Independent Australian and global macro analysis

Thursday, May 27, 2021

Australian Capex 6.3% in Q1; 2020/21 investment plans $124bn

Australian private sector capital expenditure outperformed the top end of the range of market forecasts rising by 6.3% for the March quarter. This is being driven by very strong growth in equipment spending, which is supported by the tax incentives in last year's Federal Budget. Forward-looking investment plans were also upgraded with firms becoming more constructive over the economic outlook. 

CapEx — Q1 | By the numbers
  • Private sector capex exceeded all estimates in lifting by 6.3% in the March quarter to $31.5bn. Markets had only expected a 2.1% rise, while growth in Q4 was left unrevised at 4.2%. Through the year growth in capex lifted to 0.8% from -7.0% on base effects.  
  • Equipment, plant and machinery capex surged by another 9.1% in Q1 from growth of 7.3% in Q4 to $15.3bn (5.6%Y/Y).  
  • Buildings and structures capex increased by 3.8% in Q1 (prior: 1.6% in Q4) to $16.2bn but is still down by 3.4% through the year. 



  • Forward-looking investment plans on firms' 6th estimate for 2020/21 were upgraded by 2.2% to $124bn, though this is 1.4% lower than at the comparable stage in 2019/20. Meanwhile, estimate 2 for 2021/22 was lifted by 7.9% to $113.6bn, with base effects going back to the start of the pandemic resulting in this figure being 14.9% higher than the estimate put forward 12 months ago.   

CapEx — Q1 | The details

The rebound in capex continued into the March quarter with firms becoming increasingly confident in the outlook with fewer restrictions on trade and the tax incentives included in last year's Federal Budget spurring demand. The 6.3% lift in capex in Q1 was the strongest in 9 years going back to the time of the mining investment boom. 


The non-mining sector is driving the rebound with capex rising by a further 7.1% in Q1 after a 6.2% lift in Q4. This takes non-mining capex to back around its pre-pandemic level. Within the sector, equipment spending is on a tear rising by 17.1% from the lows of last year, helped by the greatly expanded asset write-off provisions available. Investment in buildings and structures has seen a more modest rebound, rising by 1.7% in Q4 and then 4.5% for Q1. Mining sector capex saw a 4.1% lift in Q1, driven by an 8.1% rise in equipment spending with support from a 2.6% increase in buildings and structures. 

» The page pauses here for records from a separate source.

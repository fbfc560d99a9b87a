//! Arrow glyph geometry.
//!
//! A glyph is a shaft from the sample point along the flow direction plus a
//! chevron head at the tip. Its length encodes speed relative to the field's
//! nominal maximum and is clipped at `base_length * scale`.

use crate::geometry::{Point2D, Vector2D};

/// Head length as a fraction of the shaft length.
const HEAD_LENGTH_RATIO: f64 = 0.3;
/// Half the head width as a fraction of the shaft length.
const HEAD_WIDTH_RATIO: f64 = 0.15;

/// The four points needed to draw one arrow.
#[derive(Debug, Clone, Copy, PartialEq)]
pub struct ArrowGlyph {
    pub origin: Point2D,
    pub tip: Point2D,
    pub left_barb: Point2D,
    pub right_barb: Point2D,
}

impl ArrowGlyph {
    /// Shaft length, origin to tip.
    pub fn length(&self) -> f64 {
        self.origin.distance(self.tip)
    }
}

/// Sizing inputs for [`arrow_glyph`].
#[derive(Debug, Clone, Copy, PartialEq)]
pub struct GlyphSizing {
    /// Speed that maps to a full-length arrow.
    pub max_speed: f64,
    pub scale: f64,
    pub base_length: f64,
    /// Samples slower than this yield no glyph.
    pub min_speed: f64,
}

/// Builds the arrow for one velocity sample, or `None` when the flow is too
/// slow to draw.
pub fn arrow_glyph(origin: Point2D, velocity: Vector2D, sizing: &GlyphSizing) -> Option<ArrowGlyph> {
    let speed = velocity.speed();
    // Negated comparison so NaN speeds are dropped too.
    if !(speed >= sizing.min_speed) || speed == 0.0 {
        return None;
    }

    let length = sizing.base_length * sizing.scale * (speed / sizing.max_speed).min(1.0);
    let ux = velocity.vx / speed;
    let uy = velocity.vy / speed;

    let tip = origin.offset(ux, uy, length);
    let head_base = tip.offset(ux, uy, -HEAD_LENGTH_RATIO * length);
    let head_width = HEAD_WIDTH_RATIO * length;
    // Perpendicular to the flow: (-uy, ux).
    let left_barb = head_base.offset(-uy, ux, head_width);
    let right_barb = head_base.offset(-uy, ux, -head_width);

    Some(ArrowGlyph {
        origin,
        tip,
        left_barb,
        right_barb,
    })
}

From an industry perspective, the full breakdown is shown in the 'By the numbers' section. This discussion will focus on the broad sector perspective. Aside from the mining sector covered above, capex in the goods-related (ex-mining) sector led the way with a 10.4% boost in Q1. The industries driving this were construction (17%qtr), manufacturing (15.4%qtr) and wholesalers (13.2%qtr). Business services capex advanced by 4.8% for the quarter, though it was a mixed picture in the sector with finance and insurance (17.6%qtr) and professional services (9.6%qtr) up sharply, moderated by declines from administration (-5.1%qtr) and telecommunications (-2.1%qtr). Household services capex lifted by 1.6%qtr, driven by reopening dynamics, with rises in arts and recreation (17.3%) and accommodation and food (8.8%qtr).

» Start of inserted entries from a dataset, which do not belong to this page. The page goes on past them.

//! Rankine vortex with a weak inward spiral.
//!
//! Inside the eye the air turns as a solid body; outside it the angular
//! velocity decays as `1/r²`, and the two branches meet at `r = eye_radius`.
//! A small radial term pulls air inward outside the eye, bending the circles
//! into spirals.

use crate::config::FieldConfig;
use crate::field_source::VelocityField;
use crate::geometry::{Point2D, Vector2D};

/// Points closer than this to the center have zero velocity.
pub const DEAD_ZONE_RADIUS: f64 = 0.1;
/// Upper bound of the radial inflow factor, reached far from the eye.
const SPIRAL_FACTOR: f64 = 0.1;
/// Fraction of `max_wind_speed` that the radial inflow is scaled by.
const SPIRAL_SPEED_FRACTION: f64 = 0.1;

/// Hurricane velocity model built from a [`FieldConfig`].
#[derive(Debug, Clone, Copy, PartialEq)]
pub struct VortexField {
    center: Point2D,
    max_wind_speed: f64,
    eye_radius: f64,
}

impl VortexField {
    pub fn new(config: &FieldConfig) -> Self {
        Self {
            center: config.center,
            max_wind_speed: config.max_wind_speed,
            eye_radius: config.eye_radius,
        }
    }

    /// Angular velocity at distance `r` from the center.
    fn omega(&self, r: f64) -> f64 {
        if r < self.eye_radius {
            self.max_wind_speed / self.eye_radius
        } else {
            self.max_wind_speed * self.eye_radius / (r * r)
        }
    }

    /// Radial inflow factor: zero inside the eye, rising toward
    /// `SPIRAL_FACTOR` far away.
    fn radial_factor(&self, r: f64) -> f64 {
        SPIRAL_FACTOR * (1.0 - self.eye_radius / r.max(self.eye_radius))
    }
}

impl VelocityField for VortexField {
    fn velocity_at(&self, p: Point2D) -> Vector2D {
        let dx = p.x - self.center.x;
        let dy = p.y - self.center.y;
        let r = (dx * dx + dy * dy).sqrt();
        if r < DEAD_ZONE_RADIUS {
            return Vector2D::ZERO;
        }

        // Counter-clockwise tangential flow.
        let omega = self.omega(r);
        let mut vx = -omega * dy / r;
        let mut vy = omega * dx / r;

        let inflow = self.radial_factor(r) * self.max_wind_speed * SPIRAL_SPEED_FRACTION;
        vx += inflow * (-dx / r);
        vy += inflow * (-dy / r);

        Vector2D::new(vx, vy)
    }

    fn max_speed(&self) -> f64 {
        self.max_wind_speed
    }
}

Turning to investment plans, estimate 6 for the year 2020/21 was nominated at $124bn, which was in line with my expectations. This figure is 2.2% higher than the total firms had put forward 3 months ago, though it also implies that capex for 2020/21 is on track to fall by 1.4% compared to 2019/20. 

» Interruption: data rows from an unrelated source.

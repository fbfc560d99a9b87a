//! Regular sampling grid over the canvas.

use crate::geometry::Point2D;

/// Grid points `(x, y)` for `x` in `[spacing, width)` and `y` in
/// `[spacing, height)`, both stepping by `spacing`.
///
/// The grid starts one step inside the top-left edge. Points are ordered
/// column by column (x outer, y inner). A zero `spacing` yields no points.
pub fn generate_grid(width: usize, height: usize, spacing: usize) -> Vec<Point2D> {
    if spacing == 0 {
        return Vec::new();
    }
    (spacing..width)
        .step_by(spacing)
        .flat_map(|x| {
            (spacing..height)
                .step_by(spacing)
                .map(move |y| Point2D::new(x as f64, y as f64))
        })
        .collect()
}

/// Number of points [`generate_grid`] would produce, without allocating.
pub fn grid_len(width: usize, height: usize, spacing: usize) -> usize {
    if spacing == 0 {
        return 0;
    }
    let steps = |extent: usize| extent.saturating_sub(1) / spacing;
    steps(width) * steps(height)
}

The report also included the 2nd estimate of capex plans for 2021/22. A year ago, the intensification of the pandemic crisis saw the 2nd estimate for 2020/21 cut by 9.4% compared to the 1st estimate as the uncertainty over the outlook and a focus on preserving capital took hold. But the strength of the recovery, surging business confidence and considerably less uncertainty around prospects for the economy in general means that firms are now positioning for growth. With this in mind, my expectation was that estimate 2 for 2021/22 would be upgraded by around 9%, reversing the fall that was seen last year. In the end, the scale of the upgrade got close but fell a little short, rising by 7.9% to $113.6bn. Within this, non-mining investment plans lifted by 11.3% to around $77bn to be broadly in line with their pre-pandemic level, while capex intentions for mining were revised up by 1.5% to $10.3bn.  


CapEx — Q1 | Insights

All in all, Q1's capex data was consistent with the strength of the economic recovery underway. Equipment spending is surging with activity in the economy rebounding from the depths of last year and the expanded asset write-off provisions for new investment are clearly gaining traction. This strength should now last a little longer given that the recent Federal Budget extended these provisions by 12 months. Investment intentions are now looking much more constructive, especially in the non-mining sector, and look to have recovered from their pandemic-induced slump.